Previously, player names in Basketball GM were generated based on a list of name frequencies in the US in 1990 published by the US Census Bureau. In some ways this was awesome - it was a huge list of names, so there was a lot of variety. However the US population in 1990 does not exactly correspond to global basketball talent. There should be more African American names and there should be international names from basketball-loving countries.

I never fixed this problem because there wasn't any data I could find that was nearly as good as the census data I used previously. But now I think I have a better solution: DraftExpress. DraftExpress is a website about the NBA draft. It has player profiles for basically every NBA prospect in recent history, even fringe guys like minor college players and roleplayers in overseas leagues. That's a pretty good sample of the distribution of basketball talent, right?
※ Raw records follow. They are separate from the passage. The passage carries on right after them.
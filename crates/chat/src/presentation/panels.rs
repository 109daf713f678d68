/// Auxiliary views that share the space next to the conversation.
#[derive(Debug, Clone, Copy, PartialEq, Eq, Hash)]
pub enum Panel {
    History,
    Discovery,
    Settings,
    Info,
}

impl Panel {
    pub fn label(self) -> &'static str {
        match self {
            Self::History => "Chat History",
            Self::Discovery => "Discovery",
            Self::Settings => "Settings",
            Self::Info => "Information",
        }
    }

    /// Settings and info replace the conversation area instead of sitting beside it.
    pub fn covers_conversation(self) -> bool {
        matches!(self, Self::Settings | Self::Info)
    }
}

/// At most one panel is open; switching never touches conversation data.
#[derive(Debug, Clone, Copy, Default, PartialEq, Eq)]
pub struct PanelState {
    active: Option<Panel>,
}

impl PanelState {
    /// Opens `panel` (closing whichever was open) or closes it when already open.
    pub fn toggle(&mut self, panel: Panel) -> Option<Panel> {
        self.active = if self.active == Some(panel) {
            None
        } else {
            Some(panel)
        };
        self.active
    }

    pub fn close(&mut self) {
        self.active = None;
    }

    pub fn active(&self) -> Option<Panel> {
        self.active
    }

    pub fn is_open(&self, panel: Panel) -> bool {
        self.active == Some(panel)
    }

    pub fn covers_conversation(&self) -> bool {
        self.active.is_some_and(Panel::covers_conversation)
    }
}

#[cfg(test)]
mod tests {
    use super::*;

    #[test]
    fn opening_one_panel_closes_the_others() {
        let mut panels = PanelState::default();
        assert_eq!(panels.toggle(Panel::History), Some(Panel::History));
        assert_eq!(panels.toggle(Panel::Discovery), Some(Panel::Discovery));
        assert!(!panels.is_open(Panel::History));
        assert_eq!(panels.toggle(Panel::Settings), Some(Panel::Settings));
        assert!(!panels.is_open(Panel::Discovery));
    }

    #[test]
    fn toggling_the_open_panel_closes_it() {
        let mut panels = PanelState::default();
        panels.toggle(Panel::History);
        assert_eq!(panels.toggle(Panel::History), None);
        assert_eq!(panels.active(), None);
    }

    #[test]
    fn only_settings_and_info_cover_the_conversation() {
        let mut panels = PanelState::default();
        panels.toggle(Panel::Discovery);
        assert!(!panels.covers_conversation());
        panels.toggle(Panel::Info);
        assert!(panels.covers_conversation());
        panels.close();
        assert!(!panels.covers_conversation());
    }
}
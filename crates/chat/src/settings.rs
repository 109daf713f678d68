use std::path::{Path, PathBuf};
use std::sync::Arc;
use std::time::Duration;

use arc_swap::ArcSwap;
use bubble_storage::{StorageError, write_json_atomic};
use figment::{
    Figment,
    providers::{Env, Format, Json, Serialized},
};
use serde::{Deserialize, Serialize};
use snafu::{ResultExt, Snafu};

use crate::dispatch::{
    DEFAULT_ERROR_CLEAR_DELAY, DEFAULT_SUGGESTED_PROMPT_DELAY, DispatchDelay, DispatchTimings,
};
use crate::remote::UserProfile;

pub const SETTINGS_DIRECTORY_NAME: &str = "bubble";
pub const SETTINGS_FILE_NAME: &str = "settings.json";
pub const SETTINGS_ENV_PREFIX: &str = "BUBBLE_";
pub const DEFAULT_LOG_FILTER: &str = "info";
pub const DEFAULT_DEMO_REPLY_LATENCY_MS: u64 = 600;

#[derive(Debug, Clone, PartialEq, Serialize, Deserialize)]
pub struct ChatSettings {
    #[serde(default)]
    pub user: UserProfile,
    #[serde(default = "default_error_clear_ms")]
    pub error_clear_ms: u64,
    #[serde(default = "default_suggested_prompt_delay_ms")]
    pub suggested_prompt_delay_ms: u64,
    #[serde(default = "default_demo_reply_latency_ms")]
    pub demo_reply_latency_ms: u64,
    #[serde(default = "default_log_filter")]
    pub log_filter: String,
}

impl Default for ChatSettings {
    fn default() -> Self {
        Self {
            user: UserProfile::default(),
            error_clear_ms: default_error_clear_ms(),
            suggested_prompt_delay_ms: default_suggested_prompt_delay_ms(),
            demo_reply_latency_ms: default_demo_reply_latency_ms(),
            log_filter: default_log_filter(),
        }
    }
}

impl ChatSettings {
    pub fn to_timings(&self) -> DispatchTimings {
        DispatchTimings {
            error_clear: Duration::from_millis(self.error_clear_ms),
            suggested_prompt: DispatchDelay::After(Duration::from_millis(
                self.suggested_prompt_delay_ms,
            )),
            ..DispatchTimings::default()
        }
    }

    pub fn demo_reply_latency(&self) -> Duration {
        Duration::from_millis(self.demo_reply_latency_ms)
    }

    pub fn normalized(mut self) -> Self {
        self.user.full_name = self.user.full_name.trim().to_string();
        self.user.email = self.user.email.trim().to_string();
        self.log_filter = if self.log_filter.trim().is_empty() {
            default_log_filter()
        } else {
            self.log_filter.trim().to_string()
        };
        self
    }
}

pub struct SettingsStore {
    settings: Arc<ArcSwap<ChatSettings>>,
    config_path: PathBuf,
}

impl SettingsStore {
    pub fn default_config_dir() -> PathBuf {
        dirs::config_dir()
            .map(|path| path.join(SETTINGS_DIRECTORY_NAME))
            .unwrap_or_else(|| PathBuf::from(".bubble"))
    }

    pub fn default_config_path() -> PathBuf {
        Self::default_config_dir().join(SETTINGS_FILE_NAME)
    }

    pub fn new(config_path: PathBuf) -> Self {
        let settings = Self::load_from_disk(&config_path);
        Self {
            settings: Arc::new(ArcSwap::from_pointee(settings)),
            config_path,
        }
    }

    pub fn load() -> Self {
        Self::new(Self::default_config_path())
    }

    pub fn config_path(&self) -> &Path {
        &self.config_path
    }

    pub fn settings(&self) -> Arc<ChatSettings> {
        self.settings.load_full()
    }

    pub fn update(&self, settings: ChatSettings) -> Result<(), SettingsError> {
        let normalized_settings = settings.normalized();
        self.persist(&normalized_settings)?;
        self.settings.store(Arc::new(normalized_settings));
        Ok(())
    }

    fn load_from_disk(path: &Path) -> ChatSettings {
        let mut figment = Figment::from(Serialized::defaults(ChatSettings::default()));
        if path.exists() {
            figment = figment.merge(Json::file(path));
        } else {
            tracing::info!("settings file not found at {:?}, using defaults", path);
        }
        figment = figment.merge(Env::prefixed(SETTINGS_ENV_PREFIX).split("__"));

        match figment.extract::<ChatSettings>() {
            Ok(settings) => settings.normalized(),
            Err(error) => {
                tracing::warn!(
                    "failed to parse settings from {:?}: {}. using defaults",
                    path,
                    error
                );
                ChatSettings::default()
            }
        }
    }

    fn persist(&self, settings: &ChatSettings) -> Result<(), SettingsError> {
        write_json_atomic(&self.config_path, settings).context(PersistSnafu {
            stage: "persist-settings",
            path: self.config_path.clone(),
        })?;
        tracing::info!("saved settings to {:?}", self.config_path);
        Ok(())
    }
}

#[derive(Debug, Snafu)]
#[snafu(visibility(pub(crate)))]
pub enum SettingsError {
    #[snafu(display("failed to save settings to {path:?} on `{stage}`: {source}"))]
    Persist {
        stage: &'static str,
        path: PathBuf,
        source: StorageError,
    },
}

fn default_error_clear_ms() -> u64 {
    DEFAULT_ERROR_CLEAR_DELAY.as_millis() as u64
}

fn default_suggested_prompt_delay_ms() -> u64 {
    DEFAULT_SUGGESTED_PROMPT_DELAY.as_millis() as u64
}

fn default_demo_reply_latency_ms() -> u64 {
    DEFAULT_DEMO_REPLY_LATENCY_MS
}

fn default_log_filter() -> String {
    DEFAULT_LOG_FILTER.to_string()
}

#[cfg(test)]
mod tests {
    use super::*;

    #[test]
    fn missing_file_yields_defaults() {
        let dir = tempfile::tempdir().unwrap();
        let store = SettingsStore::new(dir.path().join(SETTINGS_FILE_NAME));

        let settings = store.settings();
        assert_eq!(settings.error_clear_ms, 3_000);
        assert_eq!(settings.suggested_prompt_delay_ms, 500);
        assert_eq!(settings.to_timings(), DispatchTimings::default());
    }

    #[test]
    fn partial_file_is_layered_over_defaults() {
        let dir = tempfile::tempdir().unwrap();
        let path = dir.path().join(SETTINGS_FILE_NAME);
        std::fs::write(
            &path,
            r#"{"error_clear_ms": 1200, "user": {"id": "u42", "fullName": " Ada "}}"#,
        )
        .unwrap();

        let settings = SettingsStore::new(path).settings();

        assert_eq!(settings.error_clear_ms, 1_200);
        assert_eq!(settings.suggested_prompt_delay_ms, 500);
        assert_eq!(settings.user.id.as_str(), "u42");
        assert_eq!(settings.user.full_name, "Ada");
    }

    #[test]
    fn unparsable_file_falls_back_to_defaults() {
        let dir = tempfile::tempdir().unwrap();
        let path = dir.path().join(SETTINGS_FILE_NAME);
        std::fs::write(&path, r#"{"error_clear_ms": "soon"}"#).unwrap();

        assert_eq!(
            SettingsStore::new(path).settings().error_clear_ms,
            default_error_clear_ms()
        );
    }

    #[test]
    fn update_persists_and_reloads() {
        let dir = tempfile::tempdir().unwrap();
        let path = dir.path().join("nested").join(SETTINGS_FILE_NAME);
        let store = SettingsStore::new(path.clone());

        let mut settings = (*store.settings()).clone();
        settings.demo_reply_latency_ms = 50;
        settings.log_filter = "  ".to_string();
        store.update(settings).unwrap();

        assert_eq!(store.settings().log_filter, DEFAULT_LOG_FILTER);
        assert!(!path.with_extension("json.tmp").exists());
        let reloaded = SettingsStore::new(path).settings();
        assert_eq!(reloaded.demo_reply_latency_ms, 50);
    }
}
Maybe not perfect, but probably good enough to be better than the previous names list.

So I used my trusty wget to scrape draftexpress.com, and then I wrote a script to parse names and countries for all players in their database. After a little work to clean up the data (splitting names into first and last names while handling extra spaces like Nando De Colo; fixing typos in country names), I filtered the list of countries to get rid of those with less than 5 names because they would just become too repetitive. So sorry Suriname, you and your 2 names are gone. That left me with 28,377 names from 85 countries. To generate a player, the game randomly picks a country and then randomly picks first and last names from that country.

Particularly cool things about the new names:

  1. No more leagues dominated entirely by people with mid 20th century white names.
  2. Increased realism, as you see a good number of players from expected countries like Spain, Lithuania, etc.
  3. Every now and then, you'll have a Brazilian player with no last name (like Nene and many soccer stars).
  4. Rarely, there will be players from tiny countries. Like if you play 5000 seasons you might see an Icelandic dude named Elvar Vilhjalmsson dominating shit, how cool will that be?

This is live now, even in existing leagues new draft prospects will be generated with this new naming method. And you can see the countries of all the players in your league by going to the Player Ratings page.